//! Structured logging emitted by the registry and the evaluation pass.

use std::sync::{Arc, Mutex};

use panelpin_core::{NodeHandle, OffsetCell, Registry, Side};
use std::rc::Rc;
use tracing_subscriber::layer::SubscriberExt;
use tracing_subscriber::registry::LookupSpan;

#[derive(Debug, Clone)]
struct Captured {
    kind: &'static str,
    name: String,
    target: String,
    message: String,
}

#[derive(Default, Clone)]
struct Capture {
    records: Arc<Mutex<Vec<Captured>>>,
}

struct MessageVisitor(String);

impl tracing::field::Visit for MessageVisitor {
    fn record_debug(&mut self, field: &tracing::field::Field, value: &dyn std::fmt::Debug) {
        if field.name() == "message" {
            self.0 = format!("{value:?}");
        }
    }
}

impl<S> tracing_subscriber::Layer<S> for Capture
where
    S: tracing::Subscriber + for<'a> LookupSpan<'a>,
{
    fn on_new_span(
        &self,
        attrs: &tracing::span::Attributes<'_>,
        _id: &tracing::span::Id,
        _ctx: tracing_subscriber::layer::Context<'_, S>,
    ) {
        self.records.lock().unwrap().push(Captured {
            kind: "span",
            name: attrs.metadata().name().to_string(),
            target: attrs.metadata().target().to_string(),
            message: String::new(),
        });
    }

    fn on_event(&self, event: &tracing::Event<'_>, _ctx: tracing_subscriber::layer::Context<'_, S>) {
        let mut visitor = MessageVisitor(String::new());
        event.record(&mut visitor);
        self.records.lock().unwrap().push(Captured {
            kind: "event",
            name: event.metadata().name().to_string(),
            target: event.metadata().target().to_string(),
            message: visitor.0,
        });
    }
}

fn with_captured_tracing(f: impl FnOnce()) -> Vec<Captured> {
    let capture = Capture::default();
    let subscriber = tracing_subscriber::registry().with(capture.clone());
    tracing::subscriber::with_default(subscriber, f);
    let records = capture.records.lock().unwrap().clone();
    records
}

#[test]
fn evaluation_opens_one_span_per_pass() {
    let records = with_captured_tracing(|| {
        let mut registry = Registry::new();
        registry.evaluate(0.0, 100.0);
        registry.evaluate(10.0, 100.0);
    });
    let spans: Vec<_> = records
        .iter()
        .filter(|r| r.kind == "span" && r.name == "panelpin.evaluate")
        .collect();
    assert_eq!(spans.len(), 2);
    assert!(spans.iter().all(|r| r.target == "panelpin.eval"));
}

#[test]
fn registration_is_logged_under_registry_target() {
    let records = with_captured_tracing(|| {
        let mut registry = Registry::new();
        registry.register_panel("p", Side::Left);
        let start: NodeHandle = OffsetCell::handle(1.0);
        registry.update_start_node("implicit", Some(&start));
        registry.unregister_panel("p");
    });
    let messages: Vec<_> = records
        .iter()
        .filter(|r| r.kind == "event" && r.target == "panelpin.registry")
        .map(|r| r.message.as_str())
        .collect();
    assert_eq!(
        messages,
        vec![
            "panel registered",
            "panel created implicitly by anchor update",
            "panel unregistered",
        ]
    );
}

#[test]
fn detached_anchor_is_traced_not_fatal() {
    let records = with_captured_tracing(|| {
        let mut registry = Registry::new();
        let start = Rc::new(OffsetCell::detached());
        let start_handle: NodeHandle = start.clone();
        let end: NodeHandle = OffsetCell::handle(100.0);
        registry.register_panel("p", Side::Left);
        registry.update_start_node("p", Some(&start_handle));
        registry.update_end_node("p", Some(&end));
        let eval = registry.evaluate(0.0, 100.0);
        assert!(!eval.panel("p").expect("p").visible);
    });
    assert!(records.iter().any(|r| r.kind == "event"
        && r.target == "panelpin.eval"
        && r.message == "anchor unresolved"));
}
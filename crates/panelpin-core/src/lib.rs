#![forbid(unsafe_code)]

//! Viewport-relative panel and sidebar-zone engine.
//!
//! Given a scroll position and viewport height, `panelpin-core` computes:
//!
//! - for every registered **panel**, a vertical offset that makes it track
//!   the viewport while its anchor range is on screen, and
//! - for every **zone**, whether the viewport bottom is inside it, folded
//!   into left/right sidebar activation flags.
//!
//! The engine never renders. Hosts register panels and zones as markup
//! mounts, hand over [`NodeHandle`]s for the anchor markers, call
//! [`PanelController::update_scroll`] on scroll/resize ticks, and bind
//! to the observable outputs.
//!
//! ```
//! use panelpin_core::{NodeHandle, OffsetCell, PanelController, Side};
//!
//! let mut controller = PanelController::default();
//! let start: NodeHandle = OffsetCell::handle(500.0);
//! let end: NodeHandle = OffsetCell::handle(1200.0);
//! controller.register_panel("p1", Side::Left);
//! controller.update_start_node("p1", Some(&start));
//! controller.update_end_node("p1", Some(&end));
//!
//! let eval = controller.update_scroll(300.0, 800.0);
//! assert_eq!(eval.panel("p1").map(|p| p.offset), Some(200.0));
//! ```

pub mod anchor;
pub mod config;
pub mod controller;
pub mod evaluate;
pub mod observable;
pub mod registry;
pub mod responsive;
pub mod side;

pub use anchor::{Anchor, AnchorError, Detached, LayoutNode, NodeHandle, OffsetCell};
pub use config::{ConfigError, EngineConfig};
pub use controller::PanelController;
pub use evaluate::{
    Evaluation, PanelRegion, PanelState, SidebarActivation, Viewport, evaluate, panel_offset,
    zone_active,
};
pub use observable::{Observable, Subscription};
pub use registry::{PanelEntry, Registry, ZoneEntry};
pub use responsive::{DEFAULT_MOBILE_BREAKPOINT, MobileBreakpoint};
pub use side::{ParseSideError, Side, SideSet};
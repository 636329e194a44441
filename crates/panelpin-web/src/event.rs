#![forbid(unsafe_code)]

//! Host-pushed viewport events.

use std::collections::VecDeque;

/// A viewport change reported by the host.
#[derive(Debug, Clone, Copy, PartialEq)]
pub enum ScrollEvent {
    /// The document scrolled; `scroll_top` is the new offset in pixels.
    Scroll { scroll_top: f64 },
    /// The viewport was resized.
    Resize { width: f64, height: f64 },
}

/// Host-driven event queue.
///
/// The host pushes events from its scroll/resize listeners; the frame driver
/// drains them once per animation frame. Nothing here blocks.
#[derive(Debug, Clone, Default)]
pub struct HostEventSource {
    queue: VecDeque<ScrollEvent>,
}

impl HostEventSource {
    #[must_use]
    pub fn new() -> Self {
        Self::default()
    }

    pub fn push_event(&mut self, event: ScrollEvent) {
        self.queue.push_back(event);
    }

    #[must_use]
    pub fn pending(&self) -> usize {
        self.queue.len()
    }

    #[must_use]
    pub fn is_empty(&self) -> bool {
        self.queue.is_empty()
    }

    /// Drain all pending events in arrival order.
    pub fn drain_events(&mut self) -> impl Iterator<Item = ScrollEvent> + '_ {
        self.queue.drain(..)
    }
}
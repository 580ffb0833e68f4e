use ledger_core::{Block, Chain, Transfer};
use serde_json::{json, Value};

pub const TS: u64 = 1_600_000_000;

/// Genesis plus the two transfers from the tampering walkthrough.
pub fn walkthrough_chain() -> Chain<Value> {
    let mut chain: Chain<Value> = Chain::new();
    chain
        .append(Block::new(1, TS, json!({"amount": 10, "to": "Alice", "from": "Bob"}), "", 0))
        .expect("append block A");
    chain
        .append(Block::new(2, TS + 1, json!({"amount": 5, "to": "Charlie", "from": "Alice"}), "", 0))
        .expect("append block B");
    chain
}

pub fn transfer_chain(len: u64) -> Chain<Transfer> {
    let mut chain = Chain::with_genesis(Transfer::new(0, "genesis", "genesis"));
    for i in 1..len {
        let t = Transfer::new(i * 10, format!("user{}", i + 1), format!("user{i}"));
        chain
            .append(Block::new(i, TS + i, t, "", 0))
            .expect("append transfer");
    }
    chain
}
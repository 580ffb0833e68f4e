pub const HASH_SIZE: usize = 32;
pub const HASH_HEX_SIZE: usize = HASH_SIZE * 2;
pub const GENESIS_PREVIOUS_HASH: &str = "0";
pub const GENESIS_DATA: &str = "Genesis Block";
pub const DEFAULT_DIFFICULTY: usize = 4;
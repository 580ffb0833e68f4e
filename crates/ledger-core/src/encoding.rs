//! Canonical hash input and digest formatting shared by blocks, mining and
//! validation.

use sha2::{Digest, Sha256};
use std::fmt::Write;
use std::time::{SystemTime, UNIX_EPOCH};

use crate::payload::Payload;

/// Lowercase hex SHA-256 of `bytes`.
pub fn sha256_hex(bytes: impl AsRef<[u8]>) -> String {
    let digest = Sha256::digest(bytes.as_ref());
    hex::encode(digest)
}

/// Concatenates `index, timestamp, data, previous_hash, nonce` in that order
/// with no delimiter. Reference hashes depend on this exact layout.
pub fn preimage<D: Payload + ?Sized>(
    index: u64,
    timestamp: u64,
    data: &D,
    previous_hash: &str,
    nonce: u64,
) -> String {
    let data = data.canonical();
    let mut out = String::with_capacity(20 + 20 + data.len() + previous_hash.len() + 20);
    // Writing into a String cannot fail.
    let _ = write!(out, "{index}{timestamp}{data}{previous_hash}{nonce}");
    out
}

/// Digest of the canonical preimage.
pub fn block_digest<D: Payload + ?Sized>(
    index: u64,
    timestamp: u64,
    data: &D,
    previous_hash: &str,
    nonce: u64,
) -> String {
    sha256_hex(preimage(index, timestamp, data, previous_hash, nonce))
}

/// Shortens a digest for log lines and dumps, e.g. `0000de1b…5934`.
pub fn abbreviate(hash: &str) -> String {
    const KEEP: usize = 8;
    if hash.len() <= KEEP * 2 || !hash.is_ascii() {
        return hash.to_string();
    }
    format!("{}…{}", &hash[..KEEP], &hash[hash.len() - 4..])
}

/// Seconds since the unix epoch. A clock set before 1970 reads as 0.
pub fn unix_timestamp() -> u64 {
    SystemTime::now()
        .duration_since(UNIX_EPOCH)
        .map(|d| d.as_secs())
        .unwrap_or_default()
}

= = =

WHAT THIS TASK INVOLVES = Show each line from the listing above that includes the word "Alice".

EXERCISE RESPONSE =
        .append(Block::new(1, TS, json!({"amount": 10, "to": "Alice", "from": "Bob"}), "", 0))
        .append(Block::new(2, TS + 1, json!({"amount": 5, "to": "Charlie", "from": "Alice"}), "", 0))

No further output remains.